We have added the GTF files from Ensembl's release-81 to Bioconductor (Bioc version 3.1 and 3.2). You can access them via AnnotationHub

> library(AnnotationHub)
> ah = AnnotationHub()
snapshotDate(): 2015-07-17

> gtf_hs_81 <- query(ah, c("ensembl","gtf", "81", "homo sapiens"))

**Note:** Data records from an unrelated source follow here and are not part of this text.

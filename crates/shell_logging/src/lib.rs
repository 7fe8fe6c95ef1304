#![deny(missing_docs)]
//! Shared logging utilities for the shell workspace.
//!
//! This crate provides the `shell_*` logging macros used across the codebase
//! and a minimal test initializer for the global logger. Every macro logs under
//! the caller's module path, so the target tells which layer decided something.

/// Log target prefix used for navigation decisions.
pub const NAVIGATION_TARGET: &str = "shell::navigation";

/// Log target prefix used for update lifecycle transitions.
pub const UPDATE_TARGET: &str = "shell::update";

/// Logs a trace-level message using the global logging facade.
#[macro_export]
macro_rules! shell_trace {
    (target: $target:expr, $($arg:tt)*) => {{
        log::trace!(target: $target, $($arg)*);
    }};
    ($($arg:tt)*) => {{
        log::trace!($($arg)*);
    }};
}

/// Logs a debug-level message using the global logging facade.
#[macro_export]
macro_rules! shell_debug {
    (target: $target:expr, $($arg:tt)*) => {{
        log::debug!(target: $target, $($arg)*);
    }};
    ($($arg:tt)*) => {{
        log::debug!($($arg)*);
    }};
}

/// Logs an info-level message using the global logging facade.
#[macro_export]
macro_rules! shell_info {
    (target: $target:expr, $($arg:tt)*) => {{
        log::info!(target: $target, $($arg)*);
    }};
    ($($arg:tt)*) => {{
        log::info!($($arg)*);
    }};
}

/// Logs a warn-level message using the global logging facade.
#[macro_export]
macro_rules! shell_warn {
    (target: $target:expr, $($arg:tt)*) => {{
        log::warn!(target: $target, $($arg)*);
    }};
    ($($arg:tt)*) => {{
        log::warn!($($arg)*);
    }};
}

/// Logs an error-level message using the global logging facade.
#[macro_export]
macro_rules! shell_error {
    (target: $target:expr, $($arg:tt)*) => {{
        log::error!(target: $target, $($arg)*);
    }};
    ($($arg:tt)*) => {{
        log::error!($($arg)*);
    }};
}

/// Initializes a simple terminal logger for use in unit tests.
///
/// This safely no-ops if another logger has already been initialized.
pub fn initialize_for_tests() {
    use simplelog::{ColorChoice, CombinedLogger, Config, TermLogger, TerminalMode};

    // Use debug level in debug builds, info in release builds.
    let level = if cfg!(debug_assertions) {
        log::LevelFilter::Debug
    } else {
        log::LevelFilter::Info
    };

    // Ignore the error if a logger was already set by another test.
    let _ = CombinedLogger::init(vec![TermLogger::new(
        level,
        Config::default(),
        TerminalMode::Mixed,
        ColorChoice::Auto,
    )]);
}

> gtf_hs_81 # access data about the file
AnnotationHub with 1 record
# snapshotDate(): 2015-07-17
# names(): AH47963
# $dataprovider: Ensembl
# $species: Homo sapiens
# $rdataclass: GRanges
# $title: Homo_sapiens.GRCh38.81.gtf
# $description: Gene Annotation for Homo sapiens
# $taxonomyid: 9606
# $genome: GRCh38
# $sourcetype: GTF
# $sourceurl: ftp://ftp.ensembl.org/pub/release-81/gtf/homo_sapiens/Homo_sap...
# $sourcelastmodifieddate: 2015-07-07
# $sourcesize: 49757610
# $tags: GTF, ensembl, Gene, Transcript, Annotation
# retrieve record with 'object[["AH47963"]]'

> gr <- gtf_hs_81[["AH47963"]]   # download the file as an GRanges object.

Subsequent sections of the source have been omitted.